De la misma manera que había acogido aquella caja sin envoltorio, guardaba con celo otro regalo amado: La tejedora celestial, el primer libro auténticamente mío,
regalado quizá a los siete u ocho años. Mi casa estaba llena de libros, pero no para chicos, con excepción de dos tomos de los cuentos de Andersen, que eran de mi hermana. Había colecciones completas de clásicos en ediciones baratas (los dos que más recuerdo quizá porque ya a los seis quería ser grande para leerlos, eran
Los hermanos Karamazov y Los miserables, porque sabía que le gustaban a mi papá,
o porque sus nombres disparaban intensas, emocionantes y enigmáticas historias),
atlas, diccionarios, libros de curiosidades, de geografía, de historia y de política. En fin, todo el arco que abarcaban los intereses de mis papás, y si bien yo revisitaba
continuamente aquella biblioteca porque la infancia solitaria en el campo, en los setenta, me había convertido en exploradora senior de todos los rubros, no tenía aún mis libros.
Así que mi abuela grande fue mi salvación: apareció una mañana de verano en el
citroen amarillo, en medio de una nube de tierra salvaje de los años de sequía con La tejedora Celestial y La hormiguita viajera.
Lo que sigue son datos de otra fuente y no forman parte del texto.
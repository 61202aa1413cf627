#![no_main]
use std::rc::Rc;

use arbitrary::Arbitrary;
use libfuzzer_sys::fuzz_target;
use stringuts::{Scalar, StringGuts, Utf16Buffer};

/// One piece of a string assembled by the fuzzer: either well-formed text or
/// arbitrary (possibly ill-formed UTF-16) foreign code units.
#[derive(Debug, Arbitrary)]
enum Piece {
    Text(String),
    Foreign(Vec<u16>),
}

#[derive(Debug, Arbitrary)]
struct Plan {
    pieces: Vec<Piece>,
    reserve: u16,
}

fn guts_of(piece: &Piece) -> StringGuts {
    match piece {
        Piece::Text(s) => StringGuts::from_str(s),
        Piece::Foreign(units) => StringGuts::from_foreign(Rc::new(Utf16Buffer(units.clone()))),
    }
}

/// Walks the whole view forward and backward, checking that the two
/// traversals agree and that every visited index is a scalar boundary.
fn check_walk(guts: &StringGuts) {
    let view = guts.clone().unicode_scalars();

    let forward: Vec<Scalar> = view.iter().collect();
    let mut backward: Vec<Scalar> = view.iter().rev().collect();
    backward.reverse();
    assert_eq!(forward, backward);

    let mut i = view.start_index();
    let mut steps = 0usize;
    while i != view.end_index() {
        assert!(view.is_on_scalar_boundary(i));
        let next = view.index_after(i);
        assert_eq!(view.index_before(next), i);
        assert!(next > i);
        i = next;
        steps += 1;
    }
    assert_eq!(steps, forward.len());
}

fuzz_target!(|plan: Plan| {
    let mut combined = StringGuts::new();
    combined.reserve(usize::from(plan.reserve) % 4096);

    for piece in &plan.pieces {
        let guts = guts_of(piece);
        check_walk(&guts);

        let snapshot = combined.clone();
        let before = combined.utf8_len();
        combined.append(&guts);
        assert_eq!(combined.utf8_len(), before + guts.utf8_len());
        assert_eq!(snapshot.utf8_len(), before);
    }

    check_walk(&combined);

    let mut buf = vec![0u8; combined.utf8_len()];
    assert_eq!(combined.copy_utf8(&mut buf), Some(buf.len()));
});
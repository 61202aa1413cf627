//! Foreign (externally-owned) storage, addressed as 16-bit code units.

use alloc::{rc::Rc, vec::Vec};

use crate::{Scalar, utf16};

/// An externally-owned string source exposing 16-bit code units.
///
/// The core never assumes a foreign source holds valid UTF-16 — unpaired
/// surrogates are decoded defensively as lone scalars. A source that can
/// also expose its full extent as contiguous UTF-8 bytes returns them from
/// [`ForeignSource::fast_utf8`], which promotes it onto the fast path.
pub trait ForeignSource {
    /// Number of 16-bit code units.
    fn code_unit_count(&self) -> usize;

    /// The code unit at `index`. Contract: `index < code_unit_count()`.
    fn code_unit(&self, index: usize) -> u16;

    /// Contiguous UTF-8 bytes for the full extent, when the source can
    /// provide them without transcoding. Default: unavailable.
    fn fast_utf8(&self) -> Option<&[u8]> {
        None
    }
}

/// The simplest foreign source: an owned buffer of 16-bit code units.
///
/// Useful for interoperating with UTF-16-shaped data and as the reference
/// implementation of [`ForeignSource`] in tests.
#[derive(Debug, Clone, PartialEq, Eq)]
pub struct Utf16Buffer(pub Vec<u16>);

impl ForeignSource for Utf16Buffer {
    fn code_unit_count(&self) -> usize {
        self.0.len()
    }

    fn code_unit(&self, index: usize) -> u16 {
        self.0[index]
    }
}

/// A guts payload wrapping a shared foreign source.
#[derive(Clone)]
pub(crate) struct ForeignBuf {
    source: Rc<dyn ForeignSource>,
}

impl ForeignBuf {
    pub(crate) fn new(source: Rc<dyn ForeignSource>) -> Self {
        ForeignBuf { source }
    }

    #[inline]
    pub(crate) fn fast_utf8(&self) -> Option<&[u8]> {
        self.source.fast_utf8()
    }

    /// Count in the representation's chosen encoding: UTF-8 bytes when the
    /// source exposes a fast view, UTF-16 code units otherwise.
    #[inline]
    pub(crate) fn count(&self) -> usize {
        match self.source.fast_utf8() {
            Some(view) => view.len(),
            None => self.source.code_unit_count(),
        }
    }

    #[inline]
    pub(crate) fn code_unit_count(&self) -> usize {
        self.source.code_unit_count()
    }

    #[inline]
    pub(crate) fn code_unit(&self, index: usize) -> u16 {
        self.source.code_unit(index)
    }

    /// Decodes the scalar starting at code-unit `offset`, returning it with
    /// the number of code units consumed (1 or 2).
    ///
    /// Defensive: a leading surrogate pairs with the following unit only if
    /// that unit exists and is a trailing surrogate; anything else decodes
    /// as a lone scalar of width 1.
    pub(crate) fn decode_at(&self, offset: usize) -> (Scalar, usize) {
        let unit = self.code_unit(offset);
        if utf16::is_leading_surrogate(unit) && offset + 1 < self.code_unit_count() {
            let next = self.code_unit(offset + 1);
            if utf16::is_trailing_surrogate(next) {
                return (utf16::decode_surrogate_pair(unit, next), 2);
            }
        }
        (Scalar::new_unchecked(u32::from(unit)), 1)
    }

    /// Iterates the source as scalars, pairing surrogates defensively.
    pub(crate) fn scalars(&self) -> ForeignScalars<'_> {
        ForeignScalars {
            buf: self,
            offset: 0,
        }
    }

    /// Total UTF-8 byte length of the materialized contents. O(n).
    pub(crate) fn utf8_len(&self) -> usize {
        match self.fast_utf8() {
            Some(view) => view.len(),
            None => self.scalars().map(Scalar::len_utf8).sum(),
        }
    }
}

pub(crate) struct ForeignScalars<'a> {
    buf: &'a ForeignBuf,
    offset: usize,
}

impl Iterator for ForeignScalars<'_> {
    type Item = Scalar;

    fn next(&mut self) -> Option<Scalar> {
        if self.offset >= self.buf.code_unit_count() {
            return None;
        }
        let (scalar, width) = self.buf.decode_at(self.offset);
        self.offset += width;
        Some(scalar)
    }
}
Aquel salía de lo común, tanto que nunca volví a ver un libro igual: las figuras eran muñecos moldeados de alguna
pasta sobre un fondo de colores difuminados, y había muchas nubes, claro, porque la historia transcurría en el espacio celeste, en algún remoto lugar de Oriente. Contaba cómo una de las jóvenes hijas del Rey Celestial, hábil tejedora, se
enamora de un joven pastor en la Tierra y no sé qué más. Una típica leyenda en la que el amor intenso de dos jóvenes se ve contrariado por el destino.
Y esta historia, podría decir, “sentó las bases” de una vida atravesada por la lectura.
Pero a los cuatro, a los ocho, a los diez, ¿quién puede saber, acaso, que la vida habrá de ser atravesada por la tal lectura? Porque ¿no eran entonces las cosas mínimas, la vitalidad de las cosas mínimas, la vida misma? ¿Qué podía ser “más” que las voces
de mamá y de la madrina pasándose recetas, las noches de truco y retruco, las risas, el asado cuando venían el abuelo grande y el tío Luis, los saludos y abrazos y besos de la llegada de los otros abuelos y los tíos y los primos que venían a pasar uno o dos días al campo?
Todas las voces, los retazos que vienen y van y que apenas se distinguen unos y
otros, en mi vida, no han hecho más que formar la trama resistente de un tapiz,
invisible y permeable, que no se degrada con el tiempo. Porque si estiro la mano, si miro hacia atrás, si miro hacia adentro, es imposible tocarlo. Me doy cuenta de que solo está en la frágil memoria humana.
Toda la vida está condensada ahí y dura lo que dura la memoria.